--- Supplied entries Enclosed Below ---

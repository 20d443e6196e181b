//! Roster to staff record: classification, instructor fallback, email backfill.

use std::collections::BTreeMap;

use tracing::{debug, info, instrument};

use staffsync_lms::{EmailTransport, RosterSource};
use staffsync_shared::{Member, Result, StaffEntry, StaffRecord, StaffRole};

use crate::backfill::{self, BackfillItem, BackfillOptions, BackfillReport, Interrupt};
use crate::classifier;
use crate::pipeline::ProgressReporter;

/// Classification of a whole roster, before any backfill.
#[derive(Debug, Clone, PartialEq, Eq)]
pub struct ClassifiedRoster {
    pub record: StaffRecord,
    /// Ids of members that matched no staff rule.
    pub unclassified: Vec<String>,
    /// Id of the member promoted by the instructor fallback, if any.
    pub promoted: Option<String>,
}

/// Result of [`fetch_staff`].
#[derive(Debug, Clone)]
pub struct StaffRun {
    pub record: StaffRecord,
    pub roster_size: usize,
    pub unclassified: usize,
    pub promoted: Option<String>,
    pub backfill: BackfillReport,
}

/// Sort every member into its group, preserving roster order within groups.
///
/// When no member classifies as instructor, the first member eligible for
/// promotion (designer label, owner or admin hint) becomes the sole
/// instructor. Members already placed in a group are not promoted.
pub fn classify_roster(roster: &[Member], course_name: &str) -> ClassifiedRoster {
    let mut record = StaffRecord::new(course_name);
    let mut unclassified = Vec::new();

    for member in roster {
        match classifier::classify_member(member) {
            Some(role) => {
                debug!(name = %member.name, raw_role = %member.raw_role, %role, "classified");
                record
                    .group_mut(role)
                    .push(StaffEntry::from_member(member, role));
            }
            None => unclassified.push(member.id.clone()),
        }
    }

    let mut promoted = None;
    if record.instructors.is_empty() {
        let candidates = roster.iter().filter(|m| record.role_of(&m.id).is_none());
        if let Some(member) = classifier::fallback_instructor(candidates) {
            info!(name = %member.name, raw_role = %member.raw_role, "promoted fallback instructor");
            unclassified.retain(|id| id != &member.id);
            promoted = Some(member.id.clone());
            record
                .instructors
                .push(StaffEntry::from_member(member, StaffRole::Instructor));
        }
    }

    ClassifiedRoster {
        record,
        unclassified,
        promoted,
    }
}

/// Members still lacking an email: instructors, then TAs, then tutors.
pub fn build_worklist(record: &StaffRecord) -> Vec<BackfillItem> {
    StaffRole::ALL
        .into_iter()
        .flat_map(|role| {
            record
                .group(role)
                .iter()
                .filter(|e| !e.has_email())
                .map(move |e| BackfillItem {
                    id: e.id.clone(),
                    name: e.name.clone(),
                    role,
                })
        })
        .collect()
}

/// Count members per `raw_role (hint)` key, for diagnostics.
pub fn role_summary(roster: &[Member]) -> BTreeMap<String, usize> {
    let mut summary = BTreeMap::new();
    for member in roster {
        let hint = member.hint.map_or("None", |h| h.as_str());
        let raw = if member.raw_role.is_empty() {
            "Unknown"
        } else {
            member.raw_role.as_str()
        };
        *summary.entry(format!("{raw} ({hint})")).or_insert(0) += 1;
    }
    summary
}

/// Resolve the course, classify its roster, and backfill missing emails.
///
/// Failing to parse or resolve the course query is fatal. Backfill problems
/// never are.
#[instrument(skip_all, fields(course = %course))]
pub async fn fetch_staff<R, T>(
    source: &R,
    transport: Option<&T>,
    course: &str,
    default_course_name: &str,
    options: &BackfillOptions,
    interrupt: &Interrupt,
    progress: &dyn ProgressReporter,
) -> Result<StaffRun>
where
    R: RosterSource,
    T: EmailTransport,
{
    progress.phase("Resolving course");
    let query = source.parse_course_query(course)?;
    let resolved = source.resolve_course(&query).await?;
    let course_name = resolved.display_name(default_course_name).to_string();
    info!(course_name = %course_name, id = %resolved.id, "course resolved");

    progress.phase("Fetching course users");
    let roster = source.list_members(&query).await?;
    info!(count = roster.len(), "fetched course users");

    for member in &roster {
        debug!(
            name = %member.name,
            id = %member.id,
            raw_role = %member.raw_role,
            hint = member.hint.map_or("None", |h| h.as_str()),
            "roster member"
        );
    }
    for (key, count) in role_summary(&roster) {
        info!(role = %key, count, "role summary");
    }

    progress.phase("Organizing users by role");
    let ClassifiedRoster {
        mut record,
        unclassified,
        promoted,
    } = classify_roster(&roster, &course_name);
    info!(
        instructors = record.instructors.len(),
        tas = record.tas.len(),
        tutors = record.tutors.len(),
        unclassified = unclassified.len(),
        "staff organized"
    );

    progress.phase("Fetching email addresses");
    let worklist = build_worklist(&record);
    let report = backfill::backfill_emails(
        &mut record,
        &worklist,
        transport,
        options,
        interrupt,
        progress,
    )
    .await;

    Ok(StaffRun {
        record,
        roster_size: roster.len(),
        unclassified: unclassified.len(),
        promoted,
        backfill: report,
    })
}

--- End of Enclosed Supplied entries ---
--- Supplied entries Enclosed Below ---

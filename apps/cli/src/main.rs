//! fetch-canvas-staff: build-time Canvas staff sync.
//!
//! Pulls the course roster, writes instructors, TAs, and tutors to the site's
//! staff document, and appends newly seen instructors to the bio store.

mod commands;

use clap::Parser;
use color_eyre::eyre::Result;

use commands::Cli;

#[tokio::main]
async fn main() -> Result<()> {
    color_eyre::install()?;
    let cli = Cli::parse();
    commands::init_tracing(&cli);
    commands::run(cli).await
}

--- End of Enclosed Supplied entries ---

To do: Which of the lines above include the word "await"? List those lines.

Solution to this exercise:
    let resolved = source.resolve_course(&query).await?;
    let roster = source.list_members(&query).await?;
    .await;
    commands::run(cli).await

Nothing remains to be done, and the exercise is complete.